Les courtisans et les compagnons de Karim Khân attendent impatiemment sa réaction. Ils connaissent déjà le degré de patriotisme du souverain Zand. Issu de l’ethnie Lor, Karim Khân a été l’un des meilleurs généraux du roi Nâder Afshâr. Il a même refusé de porter le titre de Shâh et se contente du titre de Vakil-or-Roâyâ ou « Représentant du peuple ». Un long silence se fait dans la salle. L’envoyé britannique s’inquiète un peu, mais il compte sur l’hégémonie de son pays dans la région et garde encore son optimisme aveugle et nourri par une compréhension erronée des Occidentaux à propos de la conduite politique des Iraniens. Le gentilhomme anglais croit qu’à la fin de cette audience, il va recevoir le feu vert de la partie iranienne, supposée incapable de saisir les enjeux de l’opportunisme britannique. Les Britanniques envisagent alors d’ouvrir un nouveau marché de consommation pour leurs produits.
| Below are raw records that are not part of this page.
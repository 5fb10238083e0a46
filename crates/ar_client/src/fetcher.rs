//! Paginated retrieval of every argument matching a query.

use std::sync::Arc;
use futures::stream::{self, StreamExt};
use ar_core::{ArgumentApi, ArgumentList, Error, FetchMode, RawArgument, Result};

use crate::logging::Logger;

/// Pages needed to retrieve `total` arguments with pages of at most
/// `max_page_size` items.
#[derive(Debug, Clone, Copy, PartialEq, Eq)]
pub struct PagePlan {
    pub total: u64,
    pub page_size: u64,
}

impl PagePlan {
    pub fn page_count(&self) -> u64 {
        if self.total == 0 {
            0
        } else {
            self.total.div_ceil(self.page_size)
        }
    }

    /// 1-based page numbers in request order.
    pub fn pages(&self) -> impl Iterator<Item = u64> {
        1..=self.page_count()
    }
}

pub fn page_plan(total: u64, max_page_size: u64) -> Result<PagePlan> {
    if max_page_size == 0 {
        return Err(Error::InvalidConfig("max page size must be at least 1".to_string()));
    }
    Ok(PagePlan {
        total,
        page_size: total.min(max_page_size),
    })
}

fn partial(items: ArgumentList, source: Error) -> Error {
    Error::PartialResult {
        items,
        source: Box::new(source),
    }
}

pub struct ArgumentFetcher {
    api: Arc<dyn ArgumentApi>,
    mode: FetchMode,
}

impl ArgumentFetcher {
    pub fn new(api: Arc<dyn ArgumentApi>) -> Self {
        Self {
            api,
            mode: FetchMode::Sequential,
        }
    }

    pub fn with_mode(mut self, mode: FetchMode) -> Self {
        self.mode = mode;
        self
    }

    /// Retrieves all arguments for an already-normalized `query`.
    ///
    /// A failing metadata request returns its error unchanged. A failing page
    /// request returns [`Error::PartialResult`] holding the arguments of the
    /// pages fetched before it.
    pub async fn fetch_all_arguments(&self, query: &str, max_page_size: u64) -> Result<ArgumentList> {
        let logger = Logger::new().with_prefix(format!("[{}]", query));

        if max_page_size == 0 {
            return Err(Error::InvalidConfig("max page size must be at least 1".to_string()));
        }
        let total = self.api.total_size(query).await?;
        let plan = page_plan(total, max_page_size)?;
        if plan.total == 0 {
            logger.info("no arguments found");
            return Ok(Vec::new());
        }
        logger.info(&format!(
            "fetching {} arguments in {} page(s) of {}",
            plan.total,
            plan.page_count(),
            plan.page_size
        ));

        let items = match self.mode {
            FetchMode::Sequential => self.fetch_sequential(query, plan, &logger).await?,
            FetchMode::Concurrent(limit) => {
                self.fetch_concurrent(query, plan, limit.max(1), &logger).await?
            }
        };

        if (items.len() as u64) < plan.total {
            logger.warn(&format!(
                "service reported {} arguments but returned {}",
                plan.total,
                items.len()
            ));
        }
        Ok(items)
    }

    async fn fetch_sequential(&self, query: &str, plan: PagePlan, logger: &Logger) -> Result<ArgumentList> {
        let mut items = Vec::new();
        let mut counter: u64 = 0;

        loop {
            let page = counter + 1;
            let fetched = match self.api.fetch_page(query, page, plan.page_size).await {
                Ok(fetched) => fetched,
                Err(e) => {
                    logger.error(&format!("page {} failed: {}", page, e));
                    return Err(partial(items, e));
                }
            };
            let received = fetched.arguments.len();
            items.extend(fetched.arguments.into_iter().map(RawArgument::normalize));
            counter += 1;
            logger.debug(&format!("page {}: {} arguments", page, received));

            if received == 0 {
                logger.warn(&format!("page {} was empty, stopping", page));
                break;
            }
            if counter.saturating_mul(plan.page_size) >= plan.total {
                break;
            }
        }

        Ok(items)
    }

    async fn fetch_concurrent(
        &self,
        query: &str,
        plan: PagePlan,
        limit: usize,
        logger: &Logger,
    ) -> Result<ArgumentList> {
        let api = self.api.as_ref();
        let page_size = plan.page_size;
        // `buffered` yields in input order, so pages arrive by index.
        let mut pages = Box::pin(
            stream::iter(plan.pages())
                .map(|page| async move { (page, api.fetch_page(query, page, page_size).await) })
                .buffered(limit),
        );

        let mut items = Vec::new();
        while let Some((page, result)) = pages.next().await {
            let fetched = match result {
                Ok(fetched) => fetched,
                Err(e) => {
                    logger.error(&format!("page {} failed: {}", page, e));
                    return Err(partial(items, e));
                }
            };
            let received = fetched.arguments.len();
            items.extend(fetched.arguments.into_iter().map(RawArgument::normalize));
            logger.debug(&format!("page {}: {} arguments", page, received));

            if received == 0 {
                logger.warn(&format!("page {} was empty, stopping", page));
                break;
            }
        }

        Ok(items)
    }
}

#[cfg(test)]
mod tests {
    use super::*;

    #[test]
    fn test_page_plan() {
        let plan = page_plan(2500, 1000).unwrap();
        assert_eq!(plan.page_size, 1000);
        assert_eq!(plan.page_count(), 3);
        assert_eq!(plan.pages().collect::<Vec<_>>(), vec![1, 2, 3]);
    }

    #[test]
    fn test_page_plan_small_total() {
        let plan = page_plan(42, 1000).unwrap();
        assert_eq!(plan.page_size, 42);
        assert_eq!(plan.page_count(), 1);
    }

    #[test]
    fn test_page_plan_empty() {
        let plan = page_plan(0, 1000).unwrap();
        assert_eq!(plan.page_count(), 0);
        assert_eq!(plan.pages().count(), 0);
    }

    #[test]
    fn test_page_plan_counts() {
        for (total, max, expected) in [(1, 1, 1), (10, 3, 4), (9, 3, 3), (1000, 1000, 1), (1001, 1000, 2)] {
            assert_eq!(page_plan(total, max).unwrap().page_count(), expected, "{}/{}", total, max);
        }
    }

    #[test]
    fn test_page_plan_rejects_zero_page_size() {
        assert!(matches!(page_plan(10, 0), Err(Error::InvalidConfig(_))));
    }
}
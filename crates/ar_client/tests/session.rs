use std::sync::Arc;
use ar_client::test_utils::{MockApi, Request};
use ar_client::{run_query_cycle, QuerySession};
use ar_core::{AspectSpace, Config, Dimension};

fn space() -> AspectSpace {
    AspectSpace {
        dimensions: vec![Dimension {
            weight: 0.8,
            aspects: vec!["cost".to_string()],
        }],
    }
}

#[tokio::test]
async fn test_query_cycle_uses_normalized_query() {
    let api = Arc::new(MockApi::with_arguments(3).with_aspect_space(space()));

    let outcome = run_query_cycle(api.clone(), "Climate Change", &Config::default()).await;

    assert!(outcome.is_success());
    assert_eq!(outcome.raw_query, "Climate Change");
    assert_eq!(outcome.query, "climate+change");
    assert_eq!(outcome.aspects.as_ref().unwrap(), &space());
    assert_eq!(outcome.arguments.as_ref().unwrap().len(), 3);

    let requests = api.requests();
    assert!(requests.contains(&Request::AspectSpace("climate+change".to_string())));
    assert!(requests.contains(&Request::TotalSize("climate+change".to_string())));
}

#[tokio::test]
async fn test_query_cycle_halves_fail_independently() {
    let api = Arc::new(MockApi::with_arguments(3).failing_aspects());
    let outcome = run_query_cycle(api, "nuclear", &Config::default()).await;

    assert!(!outcome.is_success());
    assert!(outcome.aspects.is_err());
    assert_eq!(outcome.arguments.unwrap().len(), 3);
}

#[tokio::test]
async fn test_blank_query_is_ignored() {
    let api = Arc::new(MockApi::with_arguments(3));
    let (mut session, mut outcomes) = QuerySession::new(api.clone(), Config::default());

    assert!(!session.submit("   "));
    assert!(!session.is_running());
    session.wait().await.unwrap();

    assert!(outcomes.try_recv().is_err());
    assert!(api.requests().is_empty());
}

#[tokio::test]
async fn test_new_query_cancels_superseded_cycle() {
    let api = Arc::new(MockApi::with_arguments(3).stalling("slow"));
    let (mut session, mut outcomes) = QuerySession::new(api.clone(), Config::default());

    assert!(session.submit("slow"));
    assert!(session.submit("fast"));
    session.wait().await.unwrap();

    let outcome = outcomes.try_recv().unwrap();
    assert_eq!(outcome.raw_query, "fast");
    assert_eq!(outcome.arguments.unwrap().len(), 3);
    assert!(outcomes.try_recv().is_err());
}

#[tokio::test]
async fn test_cancel_running_cycle() {
    let api = Arc::new(MockApi::with_arguments(3).stalling("slow"));
    let (mut session, mut outcomes) = QuerySession::new(api, Config::default());

    session.submit("slow");
    tokio::task::yield_now().await;
    assert!(session.is_running());
    assert!(session.cancel());
    assert!(!session.cancel());

    session.wait().await.unwrap();
    assert!(outcomes.try_recv().is_err());
}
Karim Khân conserve un visage impassible et touche doucement sa barbe. Il se lève et prend l’une des assiettes les plus grandes et les plus luxueuses. Il y jette un coup d’œil, la soulève légèrement et tout à coup, la laisse tomber par terre. L’assiette en porcelaine s’écrase en mille morceaux à ses pieds. L’émissaire britannique pense d’abord que ce geste est accidentel, mais son doute s’efface lorsque le souverain Zand répète le même geste avec une autre pièce de la collection offerte. Un silence chargé d’inquiétude, d’ambigüité, de crainte et d’étonnement envahit la salle. Karim Khân brise le silence et demande à un serviteur d’apporter les plats dans lesquels il a l’habitude de prendre ses repas. Une fois les plats en cuivre posés devant lui, Karim Khân prend une assiette et la jette par terre. Le plat reste intact. L’émissaire européen est choqué et traumatisé par cette leçon historique du monarque iranien qui, contrairement aux espérances britanniques, n’a fait preuve d’aucune crainte face à l’hégémonie impérialiste du royaume le plus puissant de l’époque. Karim Khân adresse ces derniers mots au représentant britannique, avant de quitter la salle :

- Un Iranien mange seulement dans des plats fabriqués en Iran. Peut-être nos plats n’ont-ils pas la réputation de ceux que vous avez offerts, mais ils sont plus solides et en outre, ils sont manufacturés par des artisans de chez nous. Reprenez vos présents. Nous n’en aurons jamais besoin.